Bradykinin and not cholecystokinin stimulates exaggerated prostanoid release from the inflamed rabbit gallbladder.

The relationship of bradykinin and cholecystokinin (CCK) to inflamed gallbladder prostanoid synthesis and release was examined in rabbits treated with common bile duct ligation (BDL) for 24 or 72 h. Gallbladders removed from control and BDL groups were incubated in oxygenated Krebs buffer at 37 degrees C (pH 7.4) for 60 min.

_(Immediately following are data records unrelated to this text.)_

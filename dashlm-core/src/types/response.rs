//! Response types for LLM interactions

use crate::error::{Error, Result};
use serde_json::Value;
use std::collections::HashMap;
use std::fmt;

/// Metadata about a response
#[derive(Debug, Clone, Default, PartialEq)]
pub struct ResponseMetadata {
    /// Model used for generation
    pub model: Option<String>,
    /// Unique ID for this response
    pub id: Option<String>,
    /// Usage statistics
    pub usage: Option<Usage>,
    /// Finish reason
    pub finish_reason: Option<FinishReason>,
    /// Custom metadata
    pub custom: HashMap<String, String>,
}

/// Token usage statistics
#[derive(Debug, Clone, PartialEq, Eq)]
pub struct Usage {
    /// Tokens in the prompt
    pub prompt_tokens: u32,
    /// Tokens in the completion
    pub completion_tokens: u32,
    /// Total tokens used
    pub total_tokens: u32,
}

/// Why the model stopped generating
#[derive(Debug, Clone, Copy, PartialEq, Eq)]
pub enum FinishReason {
    /// Natural end of message
    Stop,
    /// Hit max_tokens limit
    Length,
    /// Content was filtered
    ContentFilter,
}

/// A complete response from an LLM
#[derive(Debug, Clone, PartialEq)]
pub struct Response {
    /// The generated content
    pub content: String,
    /// Response metadata
    pub metadata: ResponseMetadata,
}

impl Response {
    /// Create a simple text response
    pub fn text(content: impl Into<String>) -> Self {
        Self {
            content: content.into(),
            metadata: ResponseMetadata::default(),
        }
    }

    /// Parse the content as an arbitrary JSON value
    pub fn parse_json(&self) -> Result<Value> {
        serde_json::from_str(&self.content).map_err(|e| {
            Error::parse(
                format!("reply is not valid JSON: {}", e),
                self.content.clone(),
                Some(Box::new(e)),
            )
        })
    }
}

impl fmt::Display for Response {
    fn fmt(&self, f: &mut fmt::Formatter<'_>) -> fmt::Result {
        write!(f, "{}", self.content)
    }
}

impl fmt::Display for FinishReason {
    fn fmt(&self, f: &mut fmt::Formatter<'_>) -> fmt::Result {
        match self {
            FinishReason::Stop => write!(f, "stop"),
            FinishReason::Length => write!(f, "length"),
            FinishReason::ContentFilter => write!(f, "content_filter"),
        }
    }
}

impl fmt::Display for Usage {
    fn fmt(&self, f: &mut fmt::Formatter<'_>) -> fmt::Result {
        write!(
            f,
            "Usage(prompt: {}, completion: {}, total: {})",
            self.prompt_tokens, self.completion_tokens, self.total_tokens
        )
    }
}
//! Request conversion for OpenAI-compatible services

use crate::traits::RequestConverter;
use async_trait::async_trait;
use dashlm_core::{EmbeddingRequest, Error, Message, Parameters, Request};
use serde_json::{json, Value};

/// Converts generic requests to the chat-completions body
#[derive(Debug, Clone)]
pub struct OpenAIConverter {
    /// Used when the request does not name a model
    pub default_model: String,
    /// Fills parameters the request leaves unset
    pub default_parameters: Parameters,
}

#[async_trait]
impl RequestConverter for OpenAIConverter {
    async fn convert_request(&self, request: Request) -> Result<Value, Error> {
        if request.messages.is_empty() {
            return Err(Error::Validation(
                "Request must contain at least one message".to_string(),
            ));
        }

        let model = match &request.model {
            Some(model) => model.to_string(),
            None => self.default_model.clone(),
        };

        let mut body = json!({
            "model": model,
            "messages": self.convert_messages(&request.messages),
            "stream": false,
        });

        // Add parameters
        let params = &request.parameters.or(&self.default_parameters);
        if let Some(max_tokens) = params.max_tokens {
            body["max_tokens"] = json!(max_tokens);
        }
        if let Some(temperature) = params.temperature {
            body["temperature"] = json!(temperature);
        }
        if let Some(top_p) = params.top_p {
            body["top_p"] = json!(top_p);
        }
        if let Some(stop) = &params.stop {
            body["stop"] = json!(stop);
        }
        if let Some(presence_penalty) = params.presence_penalty {
            body["presence_penalty"] = json!(presence_penalty);
        }
        if let Some(frequency_penalty) = params.frequency_penalty {
            body["frequency_penalty"] = json!(frequency_penalty);
        }
        if let Some(seed) = params.seed {
            body["seed"] = json!(seed);
        }

        if let Some(format) = &request.response_format {
            body["response_format"] = serde_json::to_value(format)?;
        }

        Ok(body)
    }
}

impl OpenAIConverter {
    fn convert_messages(&self, messages: &[Message]) -> Vec<Value> {
        messages
            .iter()
            .map(|msg| {
                json!({
                    "role": msg.role.as_str(),
                    "content": msg.content,
                })
            })
            .collect()
    }

    /// Convert an embedding request to the `/embeddings` body
    pub fn convert_embedding_request(&self, request: &EmbeddingRequest) -> Value {
        let mut body = json!({
            "model": request.model,
            "input": request.input,
            "encoding_format": "float",
        });
        if let Some(dimensions) = request.dimensions {
            body["dimensions"] = json!(dimensions);
        }
        body
    }
}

The slices were then placed every 20 min in vials containing increasing doses of bradykinin (30-3000 ng) or CCK (30-1000 ng). Incubation fluid was analyzed by RIA for 6-keto-prostaglandin (PG)F1 alpha (PGI2 metabolite), PGE2 and thromboxane (TX) B2. Bradykinin stimulated control gallbladder 6-keto-PGF1 alpha and PGE2 release was modest. Gallbladders from 24- and 72-h BDL groups released 3- to 10-fold higher levels of 6-keto-PGF1 alpha and PGE2 (not TXB2) following bradykinin stimulation when compared to controls, which was abolished with indomethacin pretreatment. CCK did not stimulate gallbladder prostanoid release in the control or BDL groups. These data show that bradykinin and not CCK stimulated PGI2 and PGE2 release from inflamed rabbit gallbladder. Increased BDL gallbladder PGI2 release may be prolonged or augmented by bradykinin as gallbladder distention and progressive acute inflammation stimulate local bradykinin formation.